Lusk Albertson PLC's picture

There's no doubt that it's crucial for today's school administrators to know exactly who is stepping onto school grounds, when, and for how long. Justifiably, we're focused on the significant and serious security threats presented in the current climate. That being said, it's still necessary for an administrator to keep tabs on even the most mundane school visitor. To that end, with students enjoying increased access to technology, and the rise of companies like Uber Eats, schools are now faced with perhaps the blandest security threat of all: food delivery staff.

To be sure, security may not be the only concern on this front. The simple fact is that unregulated student food deliveries can be a logistics nightmare for schools. Whether or not your school allows open campus lunches – an entirely separate issue with its own pros and cons – the influx of unknown individuals on school grounds can be a problem. So, what's the best way to tackle the issue before it becomes a headache?
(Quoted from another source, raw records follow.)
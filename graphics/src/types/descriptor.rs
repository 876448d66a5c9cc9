//! Descriptor writes produced for the caller's descriptor update mechanism.

use super::{AccelerationStructureHandle, BufferHandle, SamplerHandle, TextureViewHandle};

/// Kind of resource bound at a descriptor binding.
#[derive(Debug, Clone, Copy, PartialEq, Eq, Hash)]
pub enum DescriptorType {
    /// Texture view paired with a sampler.
    CombinedImageSampler,
    /// Read-only storage buffer.
    StorageBuffer,
    /// Uniform buffer.
    UniformBuffer,
    /// Top-level acceleration structure.
    AccelerationStructure,
}

/// One texture element of a descriptor write.
#[derive(Debug, Clone, Copy, PartialEq, Eq, Hash)]
pub struct DescriptorImageInfo {
    /// View to sample.
    pub view: TextureViewHandle,
    /// Sampler applied to the view.
    pub sampler: SamplerHandle,
}

/// One buffer element of a descriptor write.
#[derive(Debug, Clone, Copy, PartialEq, Eq, Hash)]
pub struct DescriptorBufferInfo {
    /// Bound buffer.
    pub buffer: BufferHandle,
    /// Start of the bound range.
    pub offset: u64,
    /// Size of the bound range.
    pub range: u64,
}

/// A descriptor update. Exactly one of the info arrays is populated,
/// matching [`ty`](Self::ty).
#[derive(Debug, Clone, PartialEq, Eq)]
pub struct DescriptorWrite {
    /// Destination binding.
    pub binding: u32,
    /// Descriptor type.
    pub ty: DescriptorType,
    /// Texture elements, in array order.
    pub image_infos: Vec<DescriptorImageInfo>,
    /// Buffer elements.
    pub buffer_infos: Vec<DescriptorBufferInfo>,
    /// Acceleration structures.
    pub acceleration_structures: Vec<AccelerationStructureHandle>,
}

impl DescriptorWrite {
    /// Bind an array of sampled textures.
    pub fn images(binding: u32, infos: Vec<DescriptorImageInfo>) -> Self {
        Self {
            binding,
            ty: DescriptorType::CombinedImageSampler,
            image_infos: infos,
            buffer_infos: Vec::new(),
            acceleration_structures: Vec::new(),
        }
    }

    /// Bind a whole buffer.
    pub fn buffer(binding: u32, ty: DescriptorType, buffer: BufferHandle, range: u64) -> Self {
        Self {
            binding,
            ty,
            image_infos: Vec::new(),
            buffer_infos: vec![DescriptorBufferInfo {
                buffer,
                offset: 0,
                range,
            }],
            acceleration_structures: Vec::new(),
        }
    }

    /// Bind a top-level acceleration structure.
    pub fn acceleration_structure(binding: u32, tlas: AccelerationStructureHandle) -> Self {
        Self {
            binding,
            ty: DescriptorType::AccelerationStructure,
            image_infos: Vec::new(),
            buffer_infos: Vec::new(),
            acceleration_structures: vec![tlas],
        }
    }

    /// Number of descriptors written.
    pub fn count(&self) -> usize {
        match self.ty {
            DescriptorType::CombinedImageSampler => self.image_infos.len(),
            DescriptorType::StorageBuffer | DescriptorType::UniformBuffer => {
                self.buffer_infos.len()
            }
            DescriptorType::AccelerationStructure => self.acceleration_structures.len(),
        }
    }
}
//! Buffer types and descriptors.

use bitflags::bitflags;

bitflags! {
    /// Usage flags for buffers.
    #[derive(Debug, Clone, Copy, PartialEq, Eq, Hash)]
    pub struct BufferUsage: u32 {
        /// Buffer can be used as a vertex buffer.
        const VERTEX = 1 << 0;
        /// Buffer can be used as an index buffer.
        const INDEX = 1 << 1;
        /// Buffer can be used as a uniform buffer.
        const UNIFORM = 1 << 2;
        /// Buffer can be used as a storage buffer.
        const STORAGE = 1 << 3;
        /// Buffer can be copied from.
        const COPY_SRC = 1 << 4;
        /// Buffer can be copied to.
        const COPY_DST = 1 << 5;
        /// Buffer is mappable for CPU write.
        const MAP_WRITE = 1 << 6;
        /// Buffer exposes a device address.
        const DEVICE_ADDRESS = 1 << 7;
        /// Buffer is read by acceleration structure builds.
        const ACCELERATION_STRUCTURE_INPUT = 1 << 8;
        /// Buffer backs an acceleration structure or its scratch memory.
        const ACCELERATION_STRUCTURE_STORAGE = 1 << 9;
    }
}

impl Default for BufferUsage {
    fn default() -> Self {
        Self::empty()
    }
}

/// Where a buffer's memory lives.
#[derive(Debug, Clone, Copy, PartialEq, Eq, Hash, Default)]
pub enum MemoryLocation {
    /// Device-local memory, filled through transfers.
    #[default]
    GpuOnly,
    /// Host-visible memory the CPU writes directly.
    CpuToGpu,
}

/// Descriptor for creating a buffer.
#[derive(Debug, Clone, PartialEq, Eq, Hash, Default)]
pub struct BufferDescriptor {
    /// Debug label for the buffer.
    pub label: Option<String>,
    /// Size in bytes.
    pub size: u64,
    /// Usage flags.
    pub usage: BufferUsage,
    /// Memory location.
    pub location: MemoryLocation,
}

impl BufferDescriptor {
    /// Create a new device-local buffer descriptor.
    pub fn new(size: u64, usage: BufferUsage) -> Self {
        Self {
            label: None,
            size,
            usage,
            location: MemoryLocation::GpuOnly,
        }
    }

    /// Create a host-visible buffer descriptor; `MAP_WRITE` is implied.
    pub fn host_visible(size: u64, usage: BufferUsage) -> Self {
        Self {
            label: None,
            size,
            usage: usage | BufferUsage::MAP_WRITE,
            location: MemoryLocation::CpuToGpu,
        }
    }

    /// Set the debug label.
    pub fn with_label(mut self, label: impl Into<String>) -> Self {
        self.label = Some(label.into());
        self
    }

    /// Whether the CPU may write this buffer directly.
    pub fn is_host_visible(&self) -> bool {
        self.location == MemoryLocation::CpuToGpu
    }
}

bitflags! {
    /// Memory accesses synchronized by barriers in transient submissions.
    ///
    /// Each flag implies the pipeline stage that performs it.
    #[derive(Debug, Clone, Copy, PartialEq, Eq, Hash)]
    pub struct Access: u32 {
        /// Written by a transfer.
        const TRANSFER_WRITE = 1 << 0;
        /// Read by a transfer.
        const TRANSFER_READ = 1 << 1;
        /// Read as vertex attributes.
        const VERTEX_ATTRIBUTE_READ = 1 << 2;
        /// Read as indices.
        const INDEX_READ = 1 << 3;
        /// Read by any shader stage.
        const SHADER_READ = 1 << 4;
        /// Read as acceleration structure build input.
        const ACCELERATION_STRUCTURE_BUILD_INPUT = 1 << 5;
        /// Read by traversal or a later build.
        const ACCELERATION_STRUCTURE_READ = 1 << 6;
        /// Written by an acceleration structure build.
        const ACCELERATION_STRUCTURE_WRITE = 1 << 7;
    }
}

impl Default for Access {
    fn default() -> Self {
        Self::empty()
    }
}

#[cfg(test)]
mod tests {
    use super::*;

    #[test]
    fn test_host_visible_implies_map_write() {
        let desc = BufferDescriptor::host_visible(64, BufferUsage::COPY_SRC).with_label("staging");
        assert!(desc.usage.contains(BufferUsage::MAP_WRITE));
        assert!(desc.is_host_visible());
        assert_eq!(desc.label.as_deref(), Some("staging"));
    }

    #[test]
    fn test_default_is_gpu_only() {
        let desc = BufferDescriptor::new(16, BufferUsage::VERTEX);
        assert_eq!(desc.location, MemoryLocation::GpuOnly);
        assert!(!desc.is_host_visible());
    }
}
First, the school should implement a policy that all food deliveries to school grounds are banned unless first approved by school administrators. It may be helpful to include an accompanying policy that provides that only certain types of food deliveries will be approved (e.g., deliveries for club meetings and similar student functions). The policy should be sent to both parents and students, attached to a notice that provides (1) all unapproved food deliveries will be rejected and (2) the school will not be responsible for covering the costs of the delivery or food for the rejected order.
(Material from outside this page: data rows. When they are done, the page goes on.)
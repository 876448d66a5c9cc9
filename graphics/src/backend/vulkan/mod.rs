//! Native Vulkan backend implementation using ash.
//!
//! [`VulkanDevice`] wraps a logical device the application already created
//! and implements [`GpuDevice`] on top of it. Instance and device creation,
//! surfaces, and frame synchronization stay with the application; this
//! backend owns only the objects it creates.
//!
//! Required device features: `bufferDeviceAddress`, `dynamicRendering`,
//! and `descriptorBindingPartiallyBound`. Ray tracing additionally needs
//! `VK_KHR_acceleration_structure`.

mod acceleration;
mod allocator;
mod command;
mod conversion;
mod encoder;
mod pipeline;

use std::collections::HashMap;
use std::ffi::CString;
use std::sync::atomic::{AtomicU64, Ordering};

use ash::vk;
use aster_core::sampler::SamplerDesc;
use gpu_allocator::vulkan::{Allocation, AllocationCreateDesc, AllocationScheme, Allocator};
use parking_lot::Mutex;

use crate::backend::GpuDevice;
use crate::commands::{TransferCommand, TransientCommands};
use crate::error::{GraphicsError, GraphicsResult};
use crate::types::{
    AccelerationGeometry, AccelerationStructureDescriptor, AccelerationStructureHandle,
    AccelerationStructureKind, AccelerationStructureSizes, BufferDescriptor, BufferHandle,
    BufferUsage, DescriptorType, DescriptorWrite, MemoryLocation, PipelineDescriptor,
    PipelineHandle, SamplerHandle, TextureDescriptor, TextureHandle, TextureViewHandle,
};

use self::acceleration::{build_geometry_info, build_range, convert_geometry, convert_structure_kind};
use self::conversion::{
    convert_access, convert_address_mode, convert_buffer_usage, convert_filter_mode,
    convert_mipmap_filter_mode, convert_texture_format, convert_texture_layout,
    convert_texture_usage, convert_vk_error, texture_layout_destination, texture_layout_source,
};

pub use self::encoder::VulkanRenderEncoder;

/// Parameters for wrapping a logical device.
#[derive(Debug, Clone, PartialEq, Eq)]
pub struct VulkanDeviceParameters {
    /// Name used in log messages.
    pub label: String,
    /// Attach resource labels as debug-utils object names.
    ///
    /// Needs `VK_EXT_debug_utils` enabled on the instance.
    pub debug_names: bool,
    /// Load `VK_KHR_acceleration_structure` and expose the TLAS and
    /// instance bindings in the scene set layout.
    pub ray_tracing: bool,
    /// Size of the bindless texture array at binding 0.
    pub max_scene_textures: u32,
}

impl Default for VulkanDeviceParameters {
    fn default() -> Self {
        Self {
            label: "vulkan".to_string(),
            debug_names: false,
            ray_tracing: false,
            max_scene_textures: 1024,
        }
    }
}

impl VulkanDeviceParameters {
    /// Create default parameters.
    pub fn new() -> Self {
        Self::default()
    }

    /// Set the log label.
    pub fn with_label(mut self, label: impl Into<String>) -> Self {
        self.label = label.into();
        self
    }

    /// Enable or disable debug object names.
    pub fn with_debug_names(mut self, enabled: bool) -> Self {
        self.debug_names = enabled;
        self
    }

    /// Enable or disable acceleration structure support.
    pub fn with_ray_tracing(mut self, enabled: bool) -> Self {
        self.ray_tracing = enabled;
        self
    }

    /// Set the bindless texture array size.
    pub fn with_max_scene_textures(mut self, count: u32) -> Self {
        self.max_scene_textures = count;
        self
    }
}

struct VulkanBuffer {
    buffer: vk::Buffer,
    allocation: Allocation,
    descriptor: BufferDescriptor,
}

struct VulkanTexture {
    image: vk::Image,
    allocation: Allocation,
    descriptor: TextureDescriptor,
}

struct VulkanPipeline {
    pipeline: vk::Pipeline,
    layout: vk::PipelineLayout,
}

struct VulkanAccelerationStructure {
    structure: vk::AccelerationStructureKHR,
    buffer: vk::Buffer,
    allocation: Allocation,
    kind: AccelerationStructureKind,
}

/// Every object created through [`GpuDevice`], keyed by handle id.
#[derive(Default)]
struct ResourceTable {
    buffers: HashMap<u64, VulkanBuffer>,
    textures: HashMap<u64, VulkanTexture>,
    views: HashMap<u64, vk::ImageView>,
    samplers: HashMap<u64, vk::Sampler>,
    pipelines: HashMap<u64, VulkanPipeline>,
    structures: HashMap<u64, VulkanAccelerationStructure>,
}

/// [`GpuDevice`] over an application-owned `ash::Device`.
pub struct VulkanDevice {
    params: VulkanDeviceParameters,
    device: ash::Device,
    queue: vk::Queue,
    /// Taken in `Drop` so the allocator is released before the caller
    /// destroys the device.
    allocator: Mutex<Option<Allocator>>,
    resources: Mutex<ResourceTable>,
    next_id: AtomicU64,
    command_pool: vk::CommandPool,
    fence: vk::Fence,
    scene_set_layout: vk::DescriptorSetLayout,
    acceleration: Option<ash::khr::acceleration_structure::Device>,
    debug_utils: Option<ash::ext::debug_utils::Device>,
}

impl std::fmt::Debug for VulkanDevice {
    fn fmt(&self, f: &mut std::fmt::Formatter<'_>) -> std::fmt::Result {
        f.debug_struct("VulkanDevice")
            .field("params", &self.params)
            .finish()
    }
}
Second, the school should send letters to local delivery businesses (and local businesses that deliver) that clues them in on the school's policy. The letter may request that a business contact the school's office to confirm food delivery orders before the food is sent. This measure, if followed by the business, can save a great deal of time and annoyance for the school, the business, and the student. As always, it's a good idea to have the school's doors locked, except for the main entrance door by the school office. That way, if a business doesn't call ahead, the delivery can be rejected at the door.

The move isn't bound to be popular with students, who will probably resent the loss of access to some eating options. Nevertheless, the safety and disruption concerns are obvious, and it's a good idea to implement countermeasures before lunch deliveries become an issue, if similar policies haven't already been put in place. After all, food delivery services aren't going away any time soon – but with these policies, they'll be away from your school.